Without an agreed set of mandatory elements we will not raise
the level and will sending IMHO the wrong message to the community.
In closing, <lom xmlns="http://ltsc.ieee.org/xsd/LOM"
xmlns:xsi="http://www.w3.org/2001/XMLSchema-instance"
xsi:schemaLocation="http://ltsc.ieee.org/xsd/lomv1.0/lom.xsd"></lom>
valid, but useful?
Regards,
Ben
---------------------------------
Dr Ben Ryan
HLSI Software Development Manager
University of Huddersfield
Tel: 01484 473587
E-mail: [log in to unmask]
---------------------------------
-----Original Message-----
From: Gerry Graham [mailto:[log in to unmask]]
Sent: 16 July 2004 13:39
To: [log in to unmask]
Subject: Re: UK LOM Core: what is it for (was Re: UK LOM Core: mandatory
e lements)
Hi all
I know I've been absent for a while on this list but I have been kept
properly engaged and active on stuff, in case anyone thinks I was off on
an extended holiday or something!
In moral support of Lorna and in defence of UK LOM Core I thought I'd
add in my two pence worth.
I feel the original intention of the UK LOM Core is being lost somewhere
in the discussion, perhaps the number of mandatory elements is too many
but to argue as little as two is to miss the point of it in the first
place.
The initial need was identified to allow the players in the UK education
arena to be able to meaningfully exchange information about learning
resources across all the sectors involved. Remember this includes HE in
England through to (in theory) nurseries in Northern Ireland and
anything in between. One intention was to agree on some vocabularies
that we could in theory all use (I stress in theory as remember this was
part of a master plan but a reaction to a perceived problem from
individuals who happened to have a few spare hours).
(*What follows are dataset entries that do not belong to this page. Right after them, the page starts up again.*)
//! File operations over a computer's mount table.
//!
//! Each call locks the table only long enough to resolve the path, then does
//! its I/O on the resolved location, so a concurrent mount change affects the
//! next call and never one already in flight.

use std::collections::BTreeSet;
use std::io::Write;
use std::path::Path;
use std::sync::{Arc, Mutex, MutexGuard};

use tracing::debug;

use super::FsError;
use super::mount::{Location, MountTable, ResolveOptions, Resolved};
use super::path::{combine, normalize, normalize_pattern, wildcard_regex};
use super::virtual_fs::{VirtualEntry, VirtualRegistry};

/// Host files that are never shown to guests.
const HIDDEN: &[&str] = &[".DS_Store", "desktop.ini"];

/// Sandboxed filesystem view for one computer.
#[derive(Clone)]
pub struct SandboxFs {
    mounts: Arc<Mutex<MountTable>>,
    images: Arc<VirtualRegistry>,
}

impl SandboxFs {
    pub fn new(mounts: Arc<Mutex<MountTable>>, images: Arc<VirtualRegistry>) -> Self {
        Self { mounts, images }
    }

    pub fn mounts(&self) -> MutexGuard<'_, MountTable> {
        self.mounts.lock().unwrap_or_else(|e| e.into_inner())
    }

    pub fn images(&self) -> &VirtualRegistry {
        &self.images
    }

    pub fn resolve(&self, path: &str, opts: ResolveOptions) -> Result<Resolved, FsError> {
        self.mounts().resolve(path, opts, &self.images)
    }

    /// Sorted directory listing, including mount points below `path`.
    pub fn list(&self, path: &str) -> Result<Vec<String>, FsError> {
        let segments = normalize(path).ok_or_else(|| FsError::NotFound(path.to_string()))?;
        self.list_segments(path, &segments)
    }

    fn list_segments(&self, display: &str, segments: &[String]) -> Result<Vec<String>, FsError> {
        let (resolved, mount_names) = {
            let table = self.mounts();
            let resolved =
                table.resolve_segments(display, segments.to_vec(), ResolveOptions::all(), &self.images);
            (resolved, table.mounts_under(segments))
        };

        let mut names: BTreeSet<String> = mount_names.into_iter().collect();
        let mut any_dir = !names.is_empty();
        if let Ok(resolved) = resolved {
            for location in &resolved.candidates {
                if !location.is_dir(&self.images) {
                    continue;
                }
                any_dir = true;
                match location {
                    Location::Real(dir) => {
                        let entries = std::fs::read_dir(dir).map_err(|e| FsError::io(display, e))?;
                        for entry in entries.flatten() {
                            names.insert(entry.file_name().to_string_lossy().into_owned());
                        }
                    }
                    Location::Virtual { image, path } => {
                        if let Some(node) = self.images.lookup(*image, path) {
                            names.extend(node.child_names());
                        }
                    }
                }
            }
        } else if names.is_empty() {
            return Err(FsError::NotFound(display.to_string()));
        }

        if !any_dir {
            return Err(FsError::NotADirectory(display.to_string()));
        }
        names.retain(|n| !HIDDEN.contains(&n.as_str()));
        Ok(names.into_iter().collect())
    }

    pub fn exists(&self, path: &str) -> bool {
        self.resolve(path, ResolveOptions::read()).is_ok()
    }

    pub fn is_dir(&self, path: &str) -> bool {
        self.resolve(path, ResolveOptions::all())
            .is_ok_and(|r| r.is_mount_point() || r.candidates.iter().any(|c| c.is_dir(&self.images)))
    }

    /// Read-only if the covering mount is, or the host file itself is.
    pub fn is_read_only(&self, path: &str) -> Result<bool, FsError> {
        let resolved = self.resolve(path, ResolveOptions::default())?;
        if resolved.read_only {
            return Ok(true);
        }
        Ok(match resolved.location() {
            Location::Real(p) => p.metadata().is_ok_and(|m| m.permissions().readonly()),
            Location::Virtual { .. } => true,
        })
    }

    pub fn size(&self, path: &str) -> Result<u64, FsError> {
        let resolved = self.resolve(path, ResolveOptions::read())?;
        match resolved.location() {
            Location::Real(p) => {
                let meta = p.metadata().map_err(|e| FsError::io(path, e))?;
                Ok(if meta.is_dir() { 0 } else { meta.len() })
            }
            Location::Virtual { image, path: inner } => Ok(self
                .images
                .lookup(*image, inner)
                .map(|n| n.size())
                .unwrap_or(0)),
        }
    }

    /// Drive label for an existing path.
    pub fn drive(&self, path: &str) -> Result<String, FsError> {
        self.resolve(path, ResolveOptions::read())?;
        self.mounts().drive(path)
    }

    pub fn read(&self, path: &str) -> Result<Vec<u8>, FsError> {
        let resolved = self.resolve(path, ResolveOptions::read())?;
        match resolved.location() {
            Location::Real(p) => {
                if p.is_dir() {
                    return Err(FsError::IsADirectory(path.to_string()));
                }
                std::fs::read(p).map_err(|e| FsError::io(path, e))
            }
            Location::Virtual { image, path: inner } => {
                match self.images.lookup(*image, inner) {
                    Some(VirtualEntry::File(data)) => Ok(data),
                    Some(VirtualEntry::Dir(_)) => Err(FsError::IsADirectory(path.to_string())),
                    None => Err(FsError::NotFound(path.to_string())),
                }
            }
        }
    }

    /// Write `data`, creating parent directories. Appends when `append`.
    pub fn write(&self, path: &str, data: &[u8], append: bool) -> Result<(), FsError> {
        let resolved = self.resolve(path, ResolveOptions::write())?;
        if resolved.is_mount_point() {
            return Err(FsError::IsADirectory(path.to_string()));
        }
        let target = real_target(&resolved, path)?;
        if target.is_dir() {
            return Err(FsError::IsADirectory(path.to_string()));
        }
        if let Some(parent) = target.parent() {
            std::fs::create_dir_all(parent).map_err(|e| FsError::io(path, e))?;
        }
        let mut file = std::fs::OpenOptions::new()
            .create(true)
            .write(true)
            .append(append)
            .truncate(!append)
            .open(target)
            .map_err(|e| FsError::io(path, e))?;
        file.write_all(data).map_err(|e| FsError::io(path, e))
    }

    pub fn make_dir(&self, path: &str) -> Result<(), FsError> {
        let resolved = self.resolve(path, ResolveOptions::write())?;
        let target = real_target(&resolved, path)?;
        if target.is_file() {
            return Err(FsError::AlreadyExists(path.to_string()));
        }
        std::fs::create_dir_all(target).map_err(|e| FsError::io(path, e))
    }

    pub fn delete(&self, path: &str) -> Result<(), FsError> {
        let resolved = self.resolve(path, ResolveOptions { must_exist: true, for_write: true, want_all: false })?;
        if resolved.is_mount_point() {
            return Err(FsError::MountPoint(path.to_string()));
        }
        let target = real_target(&resolved, path)?;
        let result = if target.is_dir() {
            std::fs::remove_dir_all(target)
        } else {
            std::fs::remove_file(target)
        };
        result.map_err(|e| FsError::io(path, e))
    }

    /// Move a file or directory. Falls back to copy-then-delete across
    /// devices.
    pub fn rename(&self, from: &str, to: &str) -> Result<(), FsError> {
        let source = self.resolve(from, ResolveOptions { must_exist: true, for_write: true, want_all: false })?;
        if source.is_mount_point() {
            return Err(FsError::MountPoint(from.to_string()));
        }
        let dest = self.prepare_destination(from, to, &source)?;
        let src_path = real_target(&source, from)?;
        if std::fs::rename(src_path, &dest).is_ok() {
            return Ok(());
        }
        debug!(from, to, "rename failed, copying instead");
        copy_real(src_path, &dest).map_err(|e| FsError::io(to, e))?;
        self.delete(from)
    }

    pub fn copy(&self, from: &str, to: &str) -> Result<(), FsError> {
        let source = self.resolve(from, ResolveOptions::read())?;
        let dest = self.prepare_destination(from, to, &source)?;
        match source.location() {
            Location::Real(p) => copy_real(p, &dest).map_err(|e| FsError::io(to, e)),
            Location::Virtual { image, path } => {
                let node = self
                    .images
                    .lookup(*image, path)
                    .ok_or_else(|| FsError::NotFound(from.to_string()))?;
                copy_virtual(&node, &dest).map_err(|e| FsError::io(to, e))
            }
        }
    }

    fn prepare_destination(
        &self,
        from: &str,
        to: &str,
        source: &Resolved,
    ) -> Result<std::path::PathBuf, FsError> {
        let dest = self.resolve(to, ResolveOptions::write())?;
        if dest.is_mount_point() {
            return Err(FsError::MountPoint(to.to_string()));
        }
        if dest.location().exists(&self.images) {
            return Err(FsError::AlreadyExists(to.to_string()));
        }
        if starts_with_segments(&dest.segments, &source.segments) {
            return Err(FsError::MountRejected {
                path: to.to_string(),
                reason: format!("cannot copy {from} into itself"),
            });
        }
        let target = real_target(&dest, to)?.to_path_buf();
        if let Some(parent) = target.parent() {
            std::fs::create_dir_all(parent).map_err(|e| FsError::io(to, e))?;
        }
        Ok(target)
    }

    /// Expand a `*` pattern one segment at a time.
    pub fn find(&self, pattern: &str) -> Result<Vec<String>, FsError> {
        let Some(parts) = normalize_pattern(pattern) else {
            return Ok(Vec::new());
        };
        let mut current: Vec<Vec<String>> = vec![Vec::new()];
        for part in &parts {
            let re = wildcard_regex(part).map_err(|e| FsError::MountRejected {
                path: pattern.to_string(),
                reason: e.to_string(),
            })?;
            let mut next: BTreeSet<Vec<String>> = BTreeSet::new();
            for base in &current {
                let Ok(children) = self.list_segments(&combine(base), base) else {
                    continue;
                };
                for name in children.into_iter().filter(|n| re.is_match(n)) {
                    let mut candidate = base.clone();
                    candidate.push(name);
                    next.insert(candidate);
                }
            }
            current = next.into_iter().collect();
            if current.is_empty() {
                break;
            }
        }
        let mut results: Vec<String> = current
            .iter()
            .filter(|c| !c.is_empty())
            .map(|c| combine(c))
            .collect();
        results.sort();
        results.dedup();
        Ok(results)
    }
}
The mandated information was thought of a 'record' in the sense that it
would meet the needs of an learning resource information seeker who
isn't necessarily a learner btw. Not all the information contained would
also have to be exchanged or exposed in all circumstances of course. And
not all atomic things requiring metadata would need all mandatory parts
of the UK LOM Core completed. It was only really concerned with learning
resources, not necessarily for an individual question that may one day
be contained in a learning resource or assessment instrument.
It is not that the UK LOM Core is trying to be everything, more that
many people are trying to everything with it.
It may be helpful to see UK LOM Core as a collection of different parts.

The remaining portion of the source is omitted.